Fattahi Fatemeh, Brandsma Corry-Anke, Lodewijk Monique, Reinders-Luinge Marjan, Postma Dirkje S, Timens Wim, Hylkema Machteld N, Ten Hacken Nick H T
University of Groningen, University Medical Center Groningen, Department of Pulmonology, Groningen, the Netherlands.
University of Groningen, University Medical Center Groningen, Department of Pathology and Medical Biology, Groningen, the Netherlands.
PLoS One. 2016 Aug 23;11(8):e0161433. doi: 10.1371/journal.pone.0161433. eCollection 2016.
Interleukin (IL)-17 plays a critical role in numerous immune and inflammatory responses and was recently suggested to contribute to the pathogenesis of nonatopic (non-eosinophil/neutrophil-dominant) asthma. We aimed to compare expression of IL-17 in bronchial airways between atopic and nonatopic asthmatics, with/without inhaled corticosteroid (ICS) use and to identify its major cellular source.
Bronchial biopsies from 114 patients with mild-to-moderate asthma were investigated: 33 nonatopic, 63 non-corticosteroid users, 90 nonsmokers.

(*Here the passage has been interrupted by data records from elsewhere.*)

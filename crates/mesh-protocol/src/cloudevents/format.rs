use base64::Engine as _;
use serde_json::{Map, Value};

use crate::{
    constants::{self, ATTR_DATA_CONTENT_TYPE, ATTR_ID, ATTR_SUBJECT, DATA, DATA_BASE64},
    error::ProtocolError,
};

use super::{CloudEvent, SpecVersion};

/// 结构化事件格式。
///
/// # 教案式说明
/// - **意图 (Why)**：按内容类型选择序列化方式，使结构化事件族不绑定某一具体编码；
/// - **契约 (What)**：实现必须是无状态的 `Send + Sync`，同一事件多次序列化结果逐字节一致；
///   反序列化失败返回 [`ProtocolError::TranslationFailure`]。
pub trait EventFormat: Send + Sync + 'static {
    /// 本格式的规范内容类型。
    fn content_type(&self) -> &'static str;

    /// 判断是否能处理给定内容类型（已去除参数并转为小写）。
    fn accepts(&self, content_type: &str) -> bool;

    fn serialize(&self, event: &CloudEvent) -> Result<Vec<u8>, ProtocolError>;

    fn deserialize(&self, bytes: &[u8]) -> Result<CloudEvent, ProtocolError>;
}

/// CloudEvents JSON 结构化格式。
#[derive(Clone, Copy, Debug, Default)]
pub struct JsonFormat;

static JSON_FORMAT: JsonFormat = JsonFormat;

/// 按内容类型解析结构化格式。
///
/// 媒体类型参数（如 `; charset=utf-8`）与大小写不参与匹配；未知类型返回 `None`。
pub fn resolve_format(content_type: &str) -> Option<&'static dyn EventFormat> {
    let normalized = normalize(content_type);
    if JSON_FORMAT.accepts(&normalized) {
        Some(&JSON_FORMAT)
    } else {
        None
    }
}

fn normalize(content_type: &str) -> String {
    content_type
        .split(';')
        .next()
        .unwrap_or_default()
        .trim()
        .to_ascii_lowercase()
}

/// 数据类型是否按 JSON 值内联。未声明类型时按 JSON 处理。
fn is_json_data(content_type: Option<&str>) -> bool {
    match content_type.map(normalize) {
        None => true,
        Some(ct) => ct == constants::CONTENT_TYPE_JSON || ct == "text/json" || ct.ends_with("+json"),
    }
}

impl EventFormat for JsonFormat {
    fn content_type(&self) -> &'static str {
        constants::CONTENT_TYPE_CLOUDEVENTS_JSON
    }

    fn accepts(&self, content_type: &str) -> bool {
        content_type == constants::CONTENT_TYPE_CLOUDEVENTS_JSON
            || content_type == constants::CONTENT_TYPE_JSON
    }

    fn serialize(&self, event: &CloudEvent) -> Result<Vec<u8>, ProtocolError> {
        let mut object = Map::new();
        put(&mut object, constants::ATTR_SPEC_VERSION, event.spec_version().as_str());
        put(&mut object, ATTR_ID, event.id());
        put(&mut object, constants::ATTR_SOURCE, event.source());
        put(&mut object, constants::ATTR_TYPE, event.ty());
        if let Some(subject) = event.subject() {
            put(&mut object, ATTR_SUBJECT, subject);
        }
        if let Some(content_type) = event.data_content_type() {
            put(&mut object, ATTR_DATA_CONTENT_TYPE, content_type);
        }
        if let Some(schema) = event.data_schema() {
            put(&mut object, constants::ATTR_DATA_SCHEMA, schema);
        }
        if let Some(time) = event.time() {
            put(&mut object, constants::ATTR_TIME, time);
        }

        for (name, value) in event.extensions() {
            if is_context_member(name) {
                return Err(ProtocolError::translation(
                    self.content_type(),
                    format!("extension `{name}` collides with a context attribute"),
                ));
            }
            put(&mut object, name, value);
        }

        if let Some(data) = event.data() {
            let inline = if is_json_data(event.data_content_type()) {
                serde_json::from_slice::<Value>(data)
                    .ok()
                    .filter(|value| !value.is_string())
            } else {
                None
            };
            match inline {
                Some(value) => {
                    object.insert(DATA.to_owned(), value);
                }
                None => match std::str::from_utf8(data) {
                    Ok(text) => put(&mut object, DATA, text),
                    Err(_) => put(
                        &mut object,
                        DATA_BASE64,
                        &base64::engine::general_purpose::STANDARD.encode(data),
                    ),
                },
            }
        }

        serde_json::to_vec(&Value::Object(object))
            .map_err(|err| ProtocolError::translation(self.content_type(), err.to_string()))
    }

    fn deserialize(&self, bytes: &[u8]) -> Result<CloudEvent, ProtocolError> {
        let fail = |detail: String| ProtocolError::translation(self.content_type(), detail);

        let value: Value = serde_json::from_slice(bytes).map_err(|err| fail(err.to_string()))?;
        let Value::Object(mut object) = value else {
            return Err(fail("structured event must be a JSON object".to_owned()));
        };

        let spec_version: SpecVersion = take_required(&mut object, constants::ATTR_SPEC_VERSION)
            .map_err(&fail)?
            .parse()
            .map_err(&fail)?;
        let id = take_required(&mut object, ATTR_ID).map_err(&fail)?;
        let source = take_required(&mut object, constants::ATTR_SOURCE).map_err(&fail)?;
        let ty = take_required(&mut object, constants::ATTR_TYPE).map_err(&fail)?;

        let mut event = CloudEvent::new(id, source, ty).with_spec_version(spec_version);
        if let Some(subject) = take_optional(&mut object, ATTR_SUBJECT).map_err(&fail)? {
            event = event.with_subject(subject);
        }
        let data_content_type =
            take_optional(&mut object, ATTR_DATA_CONTENT_TYPE).map_err(&fail)?;
        if let Some(schema) = take_optional(&mut object, constants::ATTR_DATA_SCHEMA).map_err(&fail)? {
            event = event.with_data_schema(schema);
        }
        if let Some(time) = take_optional(&mut object, constants::ATTR_TIME).map_err(&fail)? {
            event = event.with_time(time);
        }

        let data = match (object.remove(DATA_BASE64), object.remove(DATA)) {
            (Some(Value::String(encoded)), _) => Some(
                base64::engine::general_purpose::STANDARD
                    .decode(encoded.as_bytes())
                    .map_err(|err| fail(format!("invalid data_base64: {err}")))?,
            ),
            (Some(_), _) => return Err(fail("data_base64 must be a string".to_owned())),
            (None, Some(Value::String(text))) => Some(text.into_bytes()),
            (None, Some(Value::Null)) | (None, None) => None,
            (None, Some(value)) => {
                Some(serde_json::to_vec(&value).map_err(|err| fail(err.to_string()))?)
            }
        };
        match data {
            Some(data) => event = event.with_data(data_content_type, data),
            None => {
                if let Some(content_type) = data_content_type {
                    event = event.with_data_content_type(content_type);
                }
            }
        }

        for (name, value) in object {
            let value = match value {
                Value::Null => continue,
                Value::String(text) => text,
                other => other.to_string(),
            };
            event = event.with_extension(name, value);
        }
        Ok(event)
    }
}

/// 名称是否已被上下文属性或数据成员占用，不能作为扩展写入结构化 JSON。
pub(crate) fn is_context_member(name: &str) -> bool {
    constants::EVENT_MEMBER_KEYS.contains(&name) || constants::ATTRIBUTE_KEYS.contains(&name)
}

fn put(object: &mut Map<String, Value>, key: &str, value: &str) {
    object.insert(key.to_owned(), Value::String(value.to_owned()));
}

fn take_required(object: &mut Map<String, Value>, key: &str) -> Result<String, String> {
    take_optional(object, key)?.ok_or_else(|| format!("missing required attribute `{key}`"))
}

fn take_optional(object: &mut Map<String, Value>, key: &str) -> Result<Option<String>, String> {
    match object.remove(key) {
        None | Some(Value::Null) => Ok(None),
        Some(Value::String(text)) => Ok(Some(text)),
        Some(_) => Err(format!("attribute `{key}` must be a string")),
    }
}

#[cfg(test)]
mod tests {
    use super::*;

    #[test]
    fn resolves_json_ignoring_parameters() {
        assert!(resolve_format("application/cloudevents+json; charset=utf-8").is_some());
        assert!(resolve_format("Application/JSON").is_some());
        assert!(resolve_format("application/cloudevents+protobuf").is_none());
    }

    #[test]
    fn json_object_data_is_inlined() {
        let event = CloudEvent::new("1", "/src", "demo")
            .with_data(Some("application/json".into()), br#"{"a": 1}"#.to_vec());
        let bytes = JsonFormat.serialize(&event).expect("serialize");
        let text = String::from_utf8(bytes.clone()).expect("utf8");
        assert!(text.contains(r#""data":{"a":1}"#), "{text}");

        let decoded = JsonFormat.deserialize(&bytes).expect("deserialize");
        assert_eq!(decoded.data().map(|d| d.to_vec()), Some(br#"{"a":1}"#.to_vec()));
    }

    #[test]
    fn binary_data_uses_base64() {
        let event = CloudEvent::new("1", "/src", "demo")
            .with_data(Some("application/octet-stream".into()), vec![0xff, 0x00, 0x10]);
        let bytes = JsonFormat.serialize(&event).expect("serialize");
        let decoded = JsonFormat.deserialize(&bytes).expect("deserialize");
        assert_eq!(decoded, event);
    }

    #[test]
    fn quoted_json_string_survives() {
        let event = CloudEvent::new("1", "/src", "demo")
            .with_data(Some("application/json".into()), br#""hello""#.to_vec());
        let decoded = JsonFormat
            .deserialize(&JsonFormat.serialize(&event).expect("serialize"))
            .expect("deserialize");
        assert_eq!(decoded, event);
    }

    #[test]
    fn non_string_extensions_are_stringified() {
        let raw = br#"{"specversion":"1.0","id":"1","source":"/s","type":"t","count":3,"flag":true}"#;
        let event = JsonFormat.deserialize(raw).expect("deserialize");
        assert_eq!(event.extension("count"), Some("3"));
        assert_eq!(event.extension("flag"), Some("true"));
    }

    #[test]
    fn missing_required_attribute_fails() {
        let raw = br#"{"specversion":"1.0","id":"1","type":"t"}"#;
        let err = JsonFormat.deserialize(raw).expect_err("source is required");
        assert!(matches!(err, ProtocolError::TranslationFailure { .. }));
    }

    #[test]
    fn colliding_extension_is_rejected() {
        let event = CloudEvent::new("1", "/s", "t").with_extension("id", "2");
        assert!(JsonFormat.serialize(&event).is_err());

        // 事件未设置 subject 时，同名扩展同样会在反序列化时被误读为属性。
        let event = CloudEvent::new("1", "/s", "t").with_extension("subject", "s");
        assert!(JsonFormat.serialize(&event).is_err());
    }
}
//! # 连接器能力接口
//!
//! ## 意图（Why）
//! - 每种消息后端以一个插件实现 [`Connector`]，运行时只依赖能力集合
//!   `{send, request_reply, reply, batch_send, lifecycle}`；
//! - 完成结果以 `Future` 的返回值交付，恰好一次，替代回调式通知。
//!
//! ## 契约（What）
//! - 生命周期钩子各自幂等；发送族调用只在 `start` 成功后、`shutdown` 之前有效，
//!   状态之外的调用返回 [`MeshError::LifecycleMisuse`]；
//! - `request_reply` 必须在 `timeout` 内返回，超时返回 [`MeshError::Timeout`]；
//!   同一连接器上的多个请求可并发等待，互不阻塞；
//! - `shutdown` 时仍在等待的请求以 [`MeshError::ConnectorRuntime`] 结束，不得静默丢弃。

mod catalog;
#[cfg(feature = "standalone")]
pub mod standalone;

use std::time::Duration;

use async_trait::async_trait;
use mesh_protocol::Envelope;

use crate::{config::GroupRole, error::MeshError};

pub use catalog::{ConnectorCatalog, ConnectorFactory};

/// 组管理器在初始化时交给连接器的配置。
#[derive(Clone, Debug, Eq, PartialEq)]
pub struct ConnectorProperties {
    /// 组名。
    pub group: String,
    /// 组名与集群派生的实例 ID，见 [`crate::identity::mesh_client_id`]。
    pub instance_id: String,
    pub cluster: String,
    pub idc: String,
    pub role: GroupRole,
    pub request_timeout: Duration,
}

/// 单条投递的回执。
#[derive(Clone, Debug, Eq, PartialEq)]
pub struct SendReceipt {
    pub topic: String,
    pub message_id: String,
}

impl SendReceipt {
    pub fn for_envelope(envelope: &Envelope) -> Self {
        let message_id = if envelope.id.is_empty() {
            envelope.unique_id.clone()
        } else {
            envelope.id.clone()
        };
        Self {
            topic: envelope.topic.clone(),
            message_id,
        }
    }
}

/// 可插拔的消息后端。
///
/// # 教案式说明
/// - **意图 (Why)**：把具体后端隔离在插件内，组管理器只持有 `Arc<dyn Connector>`；
/// - **契约 (What)**：全部方法接收 `&self`，实现需自行处理内部同步；
///   实例由 [`ConnectorCatalog`] 构造，并且只被一个组独占；
/// - **风险 (Trade-offs)**：`async_trait` 会为每次调用分配一个 boxed future，换取对象安全。
#[async_trait]
pub trait Connector: Send + Sync + 'static {
    /// 插件标识，例如 `standalone`。
    fn plugin(&self) -> &str;

    async fn initialize(&self, properties: &ConnectorProperties) -> Result<(), MeshError>;

    async fn start(&self) -> Result<(), MeshError>;

    async fn shutdown(&self) -> Result<(), MeshError>;

    /// 单向投递。
    async fn send(&self, envelope: Envelope) -> Result<SendReceipt, MeshError>;

    /// 投递并等待以 `sequence_number` 关联的回复。
    async fn request_reply(
        &self,
        envelope: Envelope,
        timeout: Duration,
    ) -> Result<Envelope, MeshError>;

    /// 回复此前的请求，关联键同 [`Connector::request_reply`]。
    async fn reply(&self, envelope: Envelope) -> Result<SendReceipt, MeshError>;

    /// 按输入顺序批量投递，回执顺序与输入一致。
    async fn batch_send(&self, envelopes: Vec<Envelope>) -> Result<Vec<SendReceipt>, MeshError>;
}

IL-17 expression was correlated with atopy and inflammatory cell counts (EPX, NP57, CD3, CD4, CD8, CD20, CD68), taking ICS use and smoking into account. Multiple linear regression analyses were used to determine the independent factors as well as the most relevant inflammatory cells contributing to IL-17 expression. Double immunostainings were performed to confirm the major cellular source of IL-17.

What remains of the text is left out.